# Provided information

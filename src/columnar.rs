// src/columnar.rs

use serde_json::{Map, Value};
use std::collections::{BTreeMap, BTreeSet};
use thiserror::Error;

pub const DEFAULT_ID_FIELD: &str = "row_id";

static NULL: Value = Value::Null;

/// A sub-block of the payload had a shape the projectors cannot read.
#[derive(Error, Debug, Clone, PartialEq, Eq)]
#[error("`{block}`: {reason}")]
pub struct ProjectionError {
    pub block: String,
    pub reason: String,
}

impl ProjectionError {
    pub fn new(block: impl Into<String>, reason: impl Into<String>) -> Self {
        Self {
            block: block.into(),
            reason: reason.into(),
        }
    }
}

/// One reconstructed table row: field name → scalar.
#[derive(Debug, Clone, Default, PartialEq)]
pub struct Row {
    fields: BTreeMap<String, Value>,
}

impl Row {
    pub fn new() -> Self {
        Self::default()
    }

    /// Value of `field`, or `null` when the row has no such key.
    pub fn get(&self, field: &str) -> &Value {
        self.fields.get(field).unwrap_or(&NULL)
    }

    pub fn contains(&self, field: &str) -> bool {
        self.fields.contains_key(field)
    }

    pub fn insert(&mut self, field: impl Into<String>, value: Value) {
        self.fields.insert(field.into(), value);
    }

    pub fn len(&self) -> usize {
        self.fields.len()
    }

    pub fn is_empty(&self) -> bool {
        self.fields.is_empty()
    }

    pub fn iter(&self) -> impl Iterator<Item = (&str, &Value)> {
        self.fields.iter().map(|(k, v)| (k.as_str(), v))
    }
}

impl From<&Map<String, Value>> for Row {
    fn from(map: &Map<String, Value>) -> Self {
        Self {
            fields: map.iter().map(|(k, v)| (k.clone(), v.clone())).collect(),
        }
    }
}

impl<K: Into<String>> FromIterator<(K, Value)> for Row {
    fn from_iter<I: IntoIterator<Item = (K, Value)>>(iter: I) -> Self {
        Self {
            fields: iter.into_iter().map(|(k, v)| (k.into(), v)).collect(),
        }
    }
}

/// Read `value` as a map, treating `null` as empty.
pub(crate) fn as_map<'a>(
    block: &str,
    what: &str,
    value: &'a Value,
) -> Result<Option<&'a Map<String, Value>>, ProjectionError> {
    match value {
        Value::Null => Ok(None),
        Value::Object(map) => Ok(Some(map)),
        other => Err(ProjectionError::new(
            block,
            format!("expected {} to be an object, found {}", what, type_name(other)),
        )),
    }
}

pub(crate) fn type_name(value: &Value) -> &'static str {
    match value {
        Value::Null => "null",
        Value::Bool(_) => "a boolean",
        Value::Number(_) => "a number",
        Value::String(_) => "a string",
        Value::Array(_) => "an array",
        Value::Object(_) => "an object",
    }
}

fn finite_number(id: &str) -> Option<f64> {
    id.parse::<f64>().ok().filter(|v| v.is_finite())
}

/// Sort identifiers numerically when every one of them is a finite number,
/// otherwise lexicographically.
pub fn order_ids(ids: impl IntoIterator<Item = String>) -> Vec<String> {
    let mut ids: Vec<String> = ids.into_iter().collect();
    let numeric: Option<Vec<f64>> = ids.iter().map(|id| finite_number(id)).collect();

    match numeric {
        Some(keys) => {
            let mut keyed: Vec<(f64, String)> = keys.into_iter().zip(ids).collect();
            // "1" and "1.0" compare equal as numbers; fall back to the text
            keyed.sort_by(|(ka, a), (kb, b)| ka.total_cmp(kb).then_with(|| a.cmp(b)));
            keyed.into_iter().map(|(_, id)| id).collect()
        }
        None => {
            ids.sort();
            ids
        }
    }
}

/// Turn a column-major block (`column → id → value`) into ordered rows.
///
/// Every distinct id under any column yields exactly one row; the row holds
/// the id under `id_field` and every column, `null` where the column has no
/// entry for that id. An absent or `null` block produces no rows.
pub fn columnar_to_rows(
    block_name: &str,
    block: &Value,
    id_field: &str,
) -> Result<Vec<Row>, ProjectionError> {
    let Some(columns) = as_map(block_name, "the block", block)? else {
        return Ok(Vec::new());
    };

    let mut parsed: Vec<(&str, Option<&Map<String, Value>>)> = Vec::with_capacity(columns.len());
    let mut ids = BTreeSet::new();
    for (name, column) in columns {
        let cells = as_map(block_name, &format!("column `{}`", name), column)?;
        if let Some(cells) = cells {
            ids.extend(cells.keys().cloned());
        }
        parsed.push((name.as_str(), cells));
    }

    Ok(order_ids(ids)
        .into_iter()
        .map(|id| {
            let mut row = Row::new();
            row.insert(id_field, Value::String(id.clone()));
            for (name, cells) in &parsed {
                let value = cells
                    .and_then(|c| c.get(&id))
                    .cloned()
                    .unwrap_or(Value::Null);
                row.insert(*name, value);
            }
            row
        })
        .collect())
}

#[cfg(test)]
mod tests {
    use super::*;
    use serde_json::json;

    fn ids(rows: &[Row], field: &str) -> Vec<String> {
        rows.iter()
            .map(|r| r.get(field).as_str().unwrap_or_default().to_string())
            .collect()
    }

    #[test]
    fn numeric_ids_sort_numerically() {
        let order = order_ids(["10", "2", "1"].map(String::from));
        assert_eq!(order, vec!["1", "2", "10"]);
    }

    #[test]
    fn mixed_ids_sort_lexicographically() {
        assert_eq!(order_ids(["b", "a"].map(String::from)), vec!["a", "b"]);
        assert_eq!(
            order_ids(["10", "x", "2"].map(String::from)),
            vec!["10", "2", "x"]
        );
    }

    #[test]
    fn non_finite_ids_are_not_numeric() {
        assert_eq!(
            order_ids(["inf", "2", "10"].map(String::from)),
            vec!["10", "2", "inf"]
        );
    }

    #[test]
    fn one_row_per_distinct_id_across_columns() {
        let block = json!({
            "open":  { "1": 10.0, "2": 11.0 },
            "close": { "3": 12.5 },
            "color": {}
        });
        let rows = columnar_to_rows("wick_days", &block, "ts").unwrap();
        assert_eq!(rows.len(), 3);
        assert_eq!(ids(&rows, "ts"), vec!["1", "2", "3"]);

        for row in &rows {
            assert!(row.contains("open"));
            assert!(row.contains("close"));
            assert!(row.contains("color"));
            assert_eq!(row.len(), 4);
        }
        assert_eq!(rows[2].get("open"), &Value::Null);
        assert_eq!(rows[2].get("close"), &json!(12.5));
    }

    #[test]
    fn missing_value_is_null_not_absent() {
        let block = json!({ "source": { "0": "A" }, "float": {} });
        let rows = columnar_to_rows("float", &block, DEFAULT_ID_FIELD).unwrap();
        assert_eq!(rows.len(), 1);
        let expected: Row = [
            ("row_id", json!("0")),
            ("source", json!("A")),
            ("float", Value::Null),
        ]
        .into_iter()
        .collect();
        assert_eq!(rows[0], expected);
    }

    #[test]
    fn null_block_and_null_columns_are_empty() {
        assert!(columnar_to_rows("gap_days", &Value::Null, "row")
            .unwrap()
            .is_empty());

        let rows = columnar_to_rows("gap_days", &json!({ "type": null, "color": { "0": "red" } }), "row")
            .unwrap();
        assert_eq!(rows.len(), 1);
        assert_eq!(rows[0].get("type"), &Value::Null);
    }

    #[test]
    fn non_object_shapes_are_projection_errors() {
        let err = columnar_to_rows("offerings", &json!([1, 2]), "row").unwrap_err();
        assert_eq!(err.block, "offerings");

        let err = columnar_to_rows("offerings", &json!({ "form": "S-1" }), "row").unwrap_err();
        assert!(err.reason.contains("column `form`"));
    }

    #[test]
    fn row_get_defaults_to_null() {
        let row = Row::new();
        assert!(row.is_empty());
        assert_eq!(row.get("anything"), &Value::Null);
    }
}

# What you should do
From the entries above, show each line that includes the string "impl".

# Written answer
impl ProjectionError {
    pub fn new(block: impl Into<String>, reason: impl Into<String>) -> Self {
impl Row {
    pub fn insert(&mut self, field: impl Into<String>, value: Value) {
    pub fn iter(&self) -> impl Iterator<Item = (&str, &Value)> {
impl From<&Map<String, Value>> for Row {
impl<K: Into<String>> FromIterator<(K, Value)> for Row {
pub fn order_ids(ids: impl IntoIterator<Item = String>) -> Vec<String> {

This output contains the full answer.